> **Directions**
Scan the entries for "ContentType". Every line that holds it is to be copied.

*** Materials provided Section Begins ***

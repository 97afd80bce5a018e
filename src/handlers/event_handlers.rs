use std::collections::HashMap;

use actix_session::Session;
use actix_web::{web, HttpResponse};
use chrono::Utc;
use sqlx::PgPool;

use crate::auth::csrf;
use crate::auth::session::{RequestContext, set_flash};
use crate::errors::{AppError, render};
use crate::handlers::auth_handlers::{CsrfOnly, redirect};
use crate::models::event::{self, EventForm, EventInput};
use crate::models::notification::{self, Action, ContentType, NewNotification};
use crate::models::query_filter::{ContentFilter, date_options};
use crate::templates_structs::{EventDetailTemplate, EventFormTemplate, EventListTemplate, PageContext};

pub async fn list(
    pool: web::Data<PgPool>,
    session: Session,
    rc: RequestContext,
    query: web::Query<HashMap<String, String>>,
) -> Result<HttpResponse, AppError> {
    rc.require("read", "events")?;
    let filter = ContentFilter::from_query(&query);
    let items = event::find_filtered(&pool, &filter).await?;

    let ctx = PageContext::for_user(&session, &pool, &rc, "/events").await;
    render(EventListTemplate {
        ctx,
        items,
        search: filter.search_value(),
        date_options: date_options(filter.date_value()),
        can_create: rc.has_permission("create", "events"),
        now: Utc::now(),
    })
}

pub async fn detail(
    pool: web::Data<PgPool>,
    session: Session,
    rc: RequestContext,
    path: web::Path<i64>,
) -> Result<HttpResponse, AppError> {
    rc.require("read", "events")?;
    let item = event::find_by_id(&pool, path.into_inner()).await?.ok_or(AppError::NotFound)?;
    let ctx = PageContext::for_user(&session, &pool, &rc, "/events").await;
    render(EventDetailTemplate {
        ctx,
        item,
        can_edit: rc.has_permission("update", "events"),
        can_delete: rc.has_permission("delete", "events"),
    })
}

/// Raw form values, echoed back when validation fails.
struct FormValues {
    title: String,
    description: String,
    location: String,
    event_date: String,
    end_date: String,
    image_url: String,
}

impl From<&EventForm> for FormValues {
    fn from(f: &EventForm) -> Self {
        Self {
            title: f.title.clone(),
            description: f.description.clone(),
            location: f.location.clone(),
            event_date: f.event_date.clone(),
            end_date: f.end_date.clone(),
            image_url: f.image_url.clone(),
        }
    }
}

async fn render_form(
    pool: &PgPool,
    session: &Session,
    rc: &RequestContext,
    form_action: String,
    form_title: &str,
    values: FormValues,
    errors: Vec<String>,
) -> Result<HttpResponse, AppError> {
    let ctx = PageContext::for_user(session, pool, rc, "/events").await;
    render(EventFormTemplate {
        ctx,
        form_action,
        form_title: form_title.to_string(),
        title: values.title,
        description: values.description,
        location: values.location,
        event_date: values.event_date,
        end_date: values.end_date,
        image_url: values.image_url,
        errors,
    })
}

async fn announce(pool: &PgPool, input: &EventInput, id: i64, action: Action, author_id: i64) {
    let when = input.event_date.format("%d %b %Y %H:%M");
    let note = NewNotification {
        content_type: ContentType::Event,
        action,
        title: input.title.clone(),
        description: if input.location.is_empty() {
            when.to_string()
        } else {
            format!("{when} at {}", input.location)
        },
        created_by: Some(author_id),
        item_id: Some(id),
    };
    if let Err(e) = notification::notify_all_active(pool, &note, Some(author_id)).await {
        log::warn!("Failed to fan out event {id} notification: {e}");
    }
}

pub async fn new_form(
    pool: web::Data<PgPool>,
    session: Session,
    rc: RequestContext,
) -> Result<HttpResponse, AppError> {
    rc.require("create", "events")?;
    let values = FormValues {
        title: String::new(),
        description: String::new(),
        location: String::new(),
        event_date: String::new(),
        end_date: String::new(),
        image_url: String::new(),
    };
    render_form(&pool, &session, &rc, "/events".to_string(), "Create Event", values, vec![]).await
}

pub async fn create(
    pool: web::Data<PgPool>,
    session: Session,
    rc: RequestContext,
    form: web::Form<EventForm>,
) -> Result<HttpResponse, AppError> {
    rc.require("create", "events")?;
    csrf::validate_csrf(&session, &form.csrf_token)?;

    let input = match form.validate() {
        Ok(input) => input,
        Err(errors) => {
            return render_form(&pool, &session, &rc, "/events".to_string(), "Create Event", (&*form).into(), errors).await;
        }
    };

    let id = event::create(&pool, &input, rc.user_id).await?;
    log::info!("User {} created event {id}", rc.user_id);
    announce(&pool, &input, id, Action::Created, rc.user_id).await;

    set_flash(&session, "Event created");
    Ok(redirect(&format!("/events/{id}")))
}

pub async fn edit_form(
    pool: web::Data<PgPool>,
    session: Session,
    rc: RequestContext,
    path: web::Path<i64>,
) -> Result<HttpResponse, AppError> {
    rc.require("update", "events")?;
    let id = path.into_inner();
    let item = event::find_by_id(&pool, id).await?.ok_or(AppError::NotFound)?;
    let values = FormValues {
        event_date: item.event_date_input(),
        end_date: item.end_date_input(),
        title: item.title,
        description: item.description,
        location: item.location,
        image_url: item.image_url,
    };
    render_form(&pool, &session, &rc, format!("/events/{id}"), "Edit Event", values, vec![]).await
}

pub async fn update(
    pool: web::Data<PgPool>,
    session: Session,
    rc: RequestContext,
    path: web::Path<i64>,
    form: web::Form<EventForm>,
) -> Result<HttpResponse, AppError> {
    rc.require("update", "events")?;
    csrf::validate_csrf(&session, &form.csrf_token)?;
    let id = path.into_inner();

    let input = match form.validate() {
        Ok(input) => input,
        Err(errors) => {
            return render_form(&pool, &session, &rc, format!("/events/{id}"), "Edit Event", (&*form).into(), errors).await;
        }
    };

    if !event::update(&pool, id, &input).await? {
        return Err(AppError::NotFound);
    }
    log::info!("User {} updated event {id}", rc.user_id);
    announce(&pool, &input, id, Action::Updated, rc.user_id).await;

    set_flash(&session, "Event updated");
    Ok(redirect(&format!("/events/{id}")))
}

pub async fn delete(
    pool: web::Data<PgPool>,
    session: Session,
    rc: RequestContext,
    path: web::Path<i64>,
    form: web::Form<CsrfOnly>,
) -> Result<HttpResponse, AppError> {
    rc.require("delete", "events")?;
    csrf::validate_csrf(&session, &form.csrf_token)?;
    let id = path.into_inner();
    if !event::delete(&pool, id).await? {
        return Err(AppError::NotFound);
    }
    log::info!("User {} deleted event {id}", rc.user_id);
    set_flash(&session, "Event deleted");
    Ok(redirect("/events"))
}
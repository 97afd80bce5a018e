use std::collections::HashMap;

use actix_session::Session;
use actix_web::{web, HttpResponse};
use sqlx::PgPool;

use crate::auth::csrf;
use crate::auth::roles::{ALL_ROLES, Role};
use crate::auth::session::{RequestContext, set_flash};
use crate::errors::{AppError, render};
use crate::handlers::auth_handlers::redirect;
use crate::models::query_filter::SelectOption;
use crate::models::user::{self, STATUS_ACTIVE, STATUS_INACTIVE, User, UserAdminForm, UserFilter};
use crate::templates_structs::{PageContext, UserFormTemplate, UserListTemplate};

const STATUSES: [(&str, &str); 2] = [(STATUS_ACTIVE, "Active"), (STATUS_INACTIVE, "Inactive")];

fn role_options(blank: Option<&'static str>, current: &str) -> Vec<SelectOption> {
    let mut options = match blank {
        Some(label) => SelectOption::list([("", label)], current),
        None => vec![],
    };
    options.extend(SelectOption::list(ALL_ROLES.iter().map(|r| (r.as_str(), r.label())), current));
    options
}

fn status_options(blank: Option<&'static str>, current: &str) -> Vec<SelectOption> {
    let mut options = match blank {
        Some(label) => SelectOption::list([("", label)], current),
        None => vec![],
    };
    options.extend(SelectOption::list(STATUSES, current));
    options
}

/// Rules for an admin changing another account's role and status.
pub fn check_admin_change(
    rc: &RequestContext,
    target: &User,
    new_role: Role,
    new_status: &str,
) -> Result<(), String> {
    if new_status != STATUS_ACTIVE && new_status != STATUS_INACTIVE {
        return Err("Status must be Active or Inactive".to_string());
    }
    let touches_super_admin = new_role == Role::SuperAdmin || target.role() == Role::SuperAdmin;
    if touches_super_admin && new_role != target.role() && !rc.has_permission("manage", "super_admin") {
        return Err("Only a super admin can grant or revoke the super admin role".to_string());
    }
    if target.role() == Role::SuperAdmin && !rc.has_permission("manage", "super_admin") {
        return Err("Only a super admin can change a super admin account".to_string());
    }
    if target.id == rc.user_id && new_status == STATUS_INACTIVE {
        return Err("You cannot deactivate your own account".to_string());
    }
    Ok(())
}

pub async fn list(
    pool: web::Data<PgPool>,
    session: Session,
    rc: RequestContext,
    query: web::Query<HashMap<String, String>>,
) -> Result<HttpResponse, AppError> {
    rc.require("read", "users")?;
    let filter = UserFilter::from_query(&query);
    let users = user::find_filtered(&pool, &filter).await?;

    let ctx = PageContext::for_user(&session, &pool, &rc, "/admin/users").await;
    render(UserListTemplate {
        ctx,
        users,
        role_filter: role_options(Some("All roles"), filter.role.as_deref().unwrap_or("")),
        status_filter: status_options(Some("All statuses"), filter.status.as_deref().unwrap_or("")),
        search: filter.search.clone().unwrap_or_default(),
        can_edit: rc.has_permission("update", "users"),
    })
}

async fn render_form(
    pool: &PgPool,
    session: &Session,
    rc: &RequestContext,
    target: User,
    role: &str,
    status: &str,
    errors: Vec<String>,
) -> Result<HttpResponse, AppError> {
    let ctx = PageContext::for_user(session, pool, rc, "/admin/users").await;
    render(UserFormTemplate {
        ctx,
        role_options: role_options(None, role),
        status_options: status_options(None, status),
        user: target,
        errors,
    })
}

pub async fn edit_form(
    pool: web::Data<PgPool>,
    session: Session,
    rc: RequestContext,
    path: web::Path<i64>,
) -> Result<HttpResponse, AppError> {
    rc.require("update", "users")?;
    let target = user::find_by_id(&pool, path.into_inner()).await?.ok_or(AppError::NotFound)?;
    let (role, status) = (target.role.clone(), target.status.clone());
    render_form(&pool, &session, &rc, target, &role, &status, vec![]).await
}

pub async fn update(
    pool: web::Data<PgPool>,
    session: Session,
    rc: RequestContext,
    path: web::Path<i64>,
    form: web::Form<UserAdminForm>,
) -> Result<HttpResponse, AppError> {
    rc.require("update", "users")?;
    csrf::validate_csrf(&session, &form.csrf_token)?;

    let id = path.into_inner();
    let target = user::find_by_id(&pool, id).await?.ok_or(AppError::NotFound)?;

    let check = form
        .role
        .parse::<Role>()
        .map_err(|_| "Please choose a valid role".to_string())
        .and_then(|role| check_admin_change(&rc, &target, role, form.status.trim()).map(|_| role));

    let new_role = match check {
        Ok(role) => role,
        Err(msg) => {
            log::warn!("User {} refused change to user {id}: {msg}", rc.user_id);
            return render_form(&pool, &session, &rc, target, &form.role, &form.status, vec![msg]).await;
        }
    };

    user::update_role_status(&pool, id, new_role, form.status.trim()).await?;
    log::info!(
        "User {} set user {id} to role {new_role}, status {}",
        rc.user_id,
        form.status.trim()
    );
    set_flash(&session, "User updated");
    Ok(redirect("/admin/users"))
}

#[cfg(test)]
mod tests {
    use super::*;
    use crate::auth::session::Permissions;
    use chrono::Utc;

    fn ctx(user_id: i64, role: Role) -> RequestContext {
        RequestContext {
            user_id,
            username: "actor".into(),
            role,
            permissions: Permissions::for_role(role),
            theme_mode: "auto".into(),
            primary_color: "#1d4ed8".into(),
        }
    }

    fn target(id: i64, role: Role) -> User {
        User {
            id,
            username: "target".into(),
            email: None,
            password_hash: String::new(),
            first_name: String::new(),
            last_name: String::new(),
            phone: String::new(),
            role: role.as_str().into(),
            status: STATUS_ACTIVE.into(),
            oauth_provider: None,
            oauth_id: None,
            profile_picture: String::new(),
            created_at: Utc::now(),
            updated_at: Utc::now(),
        }
    }

    #[test]
    fn admin_cannot_grant_or_revoke_super_admin() {
        let admin = ctx(1, Role::Admin);
        assert!(check_admin_change(&admin, &target(2, Role::User), Role::SuperAdmin, STATUS_ACTIVE).is_err());
        assert!(check_admin_change(&admin, &target(2, Role::SuperAdmin), Role::User, STATUS_ACTIVE).is_err());
        assert!(check_admin_change(&admin, &target(2, Role::User), Role::Member, STATUS_ACTIVE).is_ok());
    }

    #[test]
    fn super_admin_can_grant_super_admin() {
        let sa = ctx(1, Role::SuperAdmin);
        assert!(check_admin_change(&sa, &target(2, Role::Admin), Role::SuperAdmin, STATUS_ACTIVE).is_ok());
    }

    #[test]
    fn nobody_deactivates_themselves() {
        let sa = ctx(1, Role::SuperAdmin);
        let err = check_admin_change(&sa, &target(1, Role::SuperAdmin), Role::SuperAdmin, STATUS_INACTIVE);
        assert_eq!(err, Err("You cannot deactivate your own account".to_string()));
    }

    #[test]
    fn unknown_status_rejected() {
        let admin = ctx(1, Role::Admin);
        assert!(check_admin_change(&admin, &target(2, Role::User), Role::User, "Banned").is_err());
    }
}
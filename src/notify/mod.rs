pub mod mail;
pub mod sms;

pub use self::mail::{Mailer, feedback_response_email};
pub use self::sms::SmsSender;
use actix_session::Session;
use actix_web::{web, HttpResponse};
use sqlx::PgPool;

use crate::auth::session::{RequestContext, set_flash};
use crate::auth::{csrf, validate};
use crate::errors::{AppError, render};
use crate::handlers::auth_handlers::redirect;
use crate::models::feedback::{self, FeedbackForm, NewFeedback, PORTFOLIOS, is_portfolio, portfolio_label};
use crate::models::notification::{self, Action, ContentType, NewNotification};
use crate::models::query_filter::SelectOption;
use crate::templates_structs::{FeedbackMineTemplate, FeedbackSubmitTemplate, PageContext};

fn portfolio_options(current: &str) -> Vec<SelectOption> {
    let mut options = SelectOption::list([("", "Select a portfolio")], current);
    options.extend(SelectOption::list(PORTFOLIOS.iter().copied(), current));
    options
}

/// Direct (visitor) submissions must identify themselves.
pub fn validate_submission(form: &FeedbackForm, direct: bool) -> Vec<String> {
    let mut errors = vec![];
    if !is_portfolio(form.subject.trim()) {
        errors.push("Please choose who the feedback is for".to_string());
    }
    errors.extend(validate::validate_length(&form.message, "Message", 10, 5000));
    if direct {
        errors.extend(validate::validate_required(&form.submitter_name, "Name", 100));
        errors.extend(validate::validate_email(&form.submitter_email));
    }
    errors
}

pub async fn submit_page(
    pool: web::Data<PgPool>,
    session: Session,
) -> Result<HttpResponse, AppError> {
    let ctx = PageContext::build_public(&session, &pool, "/feedback/submit").await;
    render(FeedbackSubmitTemplate {
        ctx,
        portfolio_options: portfolio_options(""),
        message: String::new(),
        submitter_name: String::new(),
        submitter_email: String::new(),
        errors: vec![],
        submitted: false,
    })
}

pub async fn submit(
    pool: web::Data<PgPool>,
    session: Session,
    form: web::Form<FeedbackForm>,
) -> Result<HttpResponse, AppError> {
    csrf::validate_csrf(&session, &form.csrf_token)?;
    let rc = RequestContext::optional(&session);
    if let Some(rc) = &rc {
        rc.require("create", "feedback")?;
    }

    let errors = validate_submission(&form, rc.is_none());
    if !errors.is_empty() {
        let ctx = PageContext::build_public(&session, &pool, "/feedback/submit").await;
        return render(FeedbackSubmitTemplate {
            ctx,
            portfolio_options: portfolio_options(form.subject.trim()),
            message: form.message.clone(),
            submitter_name: form.submitter_name.clone(),
            submitter_email: form.submitter_email.clone(),
            errors,
            submitted: false,
        });
    }

    let new = match &rc {
        Some(rc) => NewFeedback {
            subject: form.subject.trim().to_string(),
            message: form.message.trim().to_string(),
            user_id: Some(rc.user_id),
            submitter_name: String::new(),
            submitter_email: String::new(),
        },
        None => NewFeedback {
            subject: form.subject.trim().to_string(),
            message: form.message.trim().to_string(),
            user_id: None,
            submitter_name: form.submitter_name.trim().to_string(),
            submitter_email: form.submitter_email.trim().to_string(),
        },
    };
    let id = feedback::create(&pool, &new).await?;
    log::info!("Feedback {id} submitted to {}", new.subject);

    let note = NewNotification {
        content_type: ContentType::Feedback,
        action: Action::Created,
        title: format!("New feedback for {}", portfolio_label(&new.subject)),
        description: new.message.chars().take(140).collect(),
        created_by: new.user_id,
        item_id: Some(id),
    };
    if let Err(e) = notification::notify_permission_holders(&pool, &note, "read:feedback").await {
        log::warn!("Failed to notify reviewers about feedback {id}: {e}");
    }

    set_flash(&session, "Thank you! Your feedback has been submitted.");
    if rc.is_some() {
        Ok(redirect("/feedback"))
    } else {
        let ctx = PageContext::build_public(&session, &pool, "/feedback/submit").await;
        render(FeedbackSubmitTemplate {
            ctx,
            portfolio_options: portfolio_options(""),
            message: String::new(),
            submitter_name: String::new(),
            submitter_email: String::new(),
            errors: vec![],
            submitted: true,
        })
    }
}

/// The current user's own submissions.
pub async fn mine(
    pool: web::Data<PgPool>,
    session: Session,
    rc: RequestContext,
) -> Result<HttpResponse, AppError> {
    let ctx = PageContext::for_user(&session, &pool, &rc, "/feedback").await;
    let items = feedback::find_by_user(&pool, rc.user_id).await?;
    render(FeedbackMineTemplate { ctx, items })
}

#[cfg(test)]
mod tests {
    use super::*;

    fn form(subject: &str, message: &str, name: &str, email: &str) -> FeedbackForm {
        FeedbackForm {
            subject: subject.into(),
            message: message.into(),
            submitter_name: name.into(),
            submitter_email: email.into(),
            csrf_token: "t".into(),
        }
    }

    #[test]
    fn registered_users_need_no_identity() {
        let f = form("welfare", "The hostel water supply is unreliable", "", "");
        assert!(validate_submission(&f, false).is_empty());
        assert_eq!(validate_submission(&f, true).len(), 2);
    }

    #[test]
    fn subject_must_be_a_portfolio_and_message_long_enough() {
        let f = form("dean", "short", "Jane", "jane@x.com");
        assert_eq!(validate_submission(&f, true).len(), 2);
    }

    #[test]
    fn portfolio_options_preselect_current() {
        let opts = portfolio_options("sports");
        assert_eq!(opts.len(), PORTFOLIOS.len() + 1);
        assert_eq!(opts.iter().filter(|o| o.selected).count(), 1);
        assert!(opts.iter().any(|o| o.selected && o.value == "sports"));
    }
}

*** Materials provided Section Ends ***

> **Written solution**
use crate::models::notification::{self, Action, ContentType, NewNotification};
        content_type: ContentType::Event,
use crate::models::notification::{self, Action, ContentType, NewNotification};
        content_type: ContentType::Feedback,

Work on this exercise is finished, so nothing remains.